И вот опять дома, и финский опыт уже претворяется в прошлое и требует осмысления, включения в целостное восприятие судьбы Православия. Сейчас, однако, нужно погружаться в свои devoir d'etat1 . Чувствую всегда неслучайность всех этих, на поверхности раздробленных, опытов: эмиграция, Америка, Греция, Солженицын, теперь – Финляндия, неслучайность в том смысле, что все это так или иначе ставит вопрос о "синтезе", о преодолении страшной фрагментарности, раздробленности Православия в пространстве и времени, в уходе его во множество ручейков, в исчезновении общего потока. Чего стоит одно посещение Валаама, это погружение в другой мир! И эта всенощная в Успенском соборе, и т.д. "И лишь порой сквозь это тленье…"2 . Трагедия в том, что каждый фрагмент выдает себя за целое, за православное все и отрицает – страстно! – другие. Каждый только своим опытом, своим видением воспринимает Христа, а не наоборот – в Христе осознает свою ограниченность, свою относительность… И свое призвание я вижу в том, чтобы опрокинуть этот подход, все эти фрагменты соединить и тем самым – претворить из тления в жизнь в "опыте" Христа. Надо без устали повторять себе: "Греми лишь именем Христа, мое восторженное слово…"3 . Я должен – потому что это Истина, и я могу – потому что изнутри и нутром понимаю эти фрагменты и могу себя отождествить буквально с каждым из них.
Пятница, 3 октября 1975
На Валааме, как я уже писал, правит и царствует игумен Симфориан, восемьдесят шесть лет, в монастыре с тринадцатилетнего возраста.
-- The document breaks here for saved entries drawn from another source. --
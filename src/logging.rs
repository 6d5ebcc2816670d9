//! Logging setup for hosts embedding the engine.
//!
//! Engine code logs through bevy's `info!`/`warn!`/`debug!` macros, which are
//! `tracing` events. Hosts that don't run bevy's `LogPlugin` can call
//! [`setup_default_logging`] (or [`setup_logging`] with their own directory)
//! once at startup to get a file + stdout subscriber.

use std::fs::OpenOptions;
use std::io::Write;
use std::path::Path;

use tracing_appender::non_blocking::WorkerGuard;
use tracing_subscriber::prelude::*;

/// Name of the session log file inside the logs directory
pub const LOG_FILE_NAME: &str = "thumbforge.log";

/// Filter used when `RUST_LOG` is not set
pub const DEFAULT_LOG_FILTER: &str = "info,thumbforge=debug";

/// Install a tracing subscriber writing to `logs_dir/thumbforge.log` and stdout.
///
/// Returns the appender guard; keep it alive for the duration of the program or
/// buffered log lines are lost. Returns `None` if the directory can't be created
/// or a global subscriber is already installed.
pub fn setup_logging(logs_dir: &Path) -> Option<WorkerGuard> {
    if std::fs::create_dir_all(logs_dir).is_err() {
        eprintln!("Failed to create logs directory {:?}", logs_dir);
        return None;
    }

    let log_file_path = logs_dir.join(LOG_FILE_NAME);

    // Append session separator to existing log file
    if let Ok(mut file) = OpenOptions::new().append(true).open(&log_file_path) {
        let _ = writeln!(file, "{}", session_separator(chrono::Local::now()));
    }

    let file_appender = tracing_appender::rolling::never(logs_dir, LOG_FILE_NAME);
    let (non_blocking, guard) = tracing_appender::non_blocking(file_appender);

    // No ANSI colors for file output
    let file_layer = tracing_subscriber::fmt::layer()
        .with_writer(non_blocking)
        .with_ansi(false)
        .with_target(true)
        .with_level(true);

    let stdout_layer = tracing_subscriber::fmt::layer()
        .with_writer(std::io::stdout)
        .with_ansi(true)
        .with_target(true)
        .with_level(true);

    let filter = tracing_subscriber::EnvFilter::try_from_default_env()
        .unwrap_or_else(|_| tracing_subscriber::EnvFilter::new(DEFAULT_LOG_FILTER));

    if tracing_subscriber::registry()
        .with(filter)
        .with(file_layer)
        .with(stdout_layer)
        .try_init()
        .is_err()
    {
        eprintln!("A global tracing subscriber is already installed");
        return None;
    }

    Some(guard)
}

/// [`setup_logging`] into the engine's logs directory
pub fn setup_default_logging() -> Option<WorkerGuard> {
    setup_logging(&crate::paths::logs_dir())
}

/// Banner written between sessions in the shared log file.
fn session_separator<Tz: chrono::TimeZone>(now: chrono::DateTime<Tz>) -> String
where
    Tz::Offset: std::fmt::Display,
{
    let separator = "=".repeat(80);
    format!(
        "\n\n{}\n=== New Session Started at {} ===\n{}\n",
        separator,
        now.format("%Y-%m-%d %H:%M:%S"),
        separator
    )
}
Ревностно, почти фанатически и уж во всяком случае героически "хранит предание". Что же это за предание: общий стиль – та мешанина благочестивых, но и безвкусных олеографий, плохих и хороших икон, что присуща русскому православию второй половины XIXв. Семь часов богослужения подряд, начиная в три часа утра с молебна(!). Убежденный "мужицкий стиль". Разговаривая с о.Симфорианом, чувствуешь, что этот стиль для него (как и для десятков тысяч валаамских монахов до него) – органичен, спасителен, что он действительно давал святых. Но столь же очевидно, что продолжать его невозможно, что с исчезновением "последних могикан" он делается искусственным, "реставраторским", какой-то надрывной игрой, – и именно эту трагедию я особенно ясно ощущал на Валааме. Обрыв традиции внешней (революция, иссякновение этого "мужицкого" монашества и т.д.) породил в Православии вот именно этот надрывный, "реставраторский" пафос – им с самого начала была пронизана эмиграция, он – на Валааме, на Афоне, всюду… То, что было органическим стилем, становится стилизацией, духовно бессильной, калечащей людей (самоубийство молодого монаха на Валааме, брак другого…). Тут сейчас главная проблема Православия: его скованность "стилем", неспособность этот стиль пересмотреть. Трагическое отсутствие в Православии самокритики, проверки "преданий старцев" Преданием, в конце концов – любви к Истине. Усиливающееся идолопоклонство.
1 обязанности (фр.).
2 Из стихотворения В.Ходасевича "Ни жить, ни петь почти не стоит".
3 Из стихотворения А.К.Толстого "Иоанн Дамаскин (Отрывки)".
Понедельник, 6 октября 1975
В субботу – Education Day Огромное скопление народа. Чудная погода, удача. На ногах одиннадцать часов, но зато радостное чувство реальной церковной жизни, единства. Вчера – Литургия в переполненном храме, крестины маленькой А.Д. Днем писал скрипты, а потом занимался уборкой страшных завалов в письменном столе. Вхождение в зимний рабочий ритм, в который, из-за поездки в Финляндию, все еще не удавалось войти.
Острое желание засесть за работу. Особенно после нескольких разговоров на Education Day. Одна молодая женщина, абсолютно мне незнакомая: "Я хотела Вам написать по прочтении Of Water and the Spirit чтобы сказать, что Ваша книга ответила на все мои вопросы…" Это моя мечта – писать для людей, а не для богословов. И когда узнаешь, что это удается, – большая радость.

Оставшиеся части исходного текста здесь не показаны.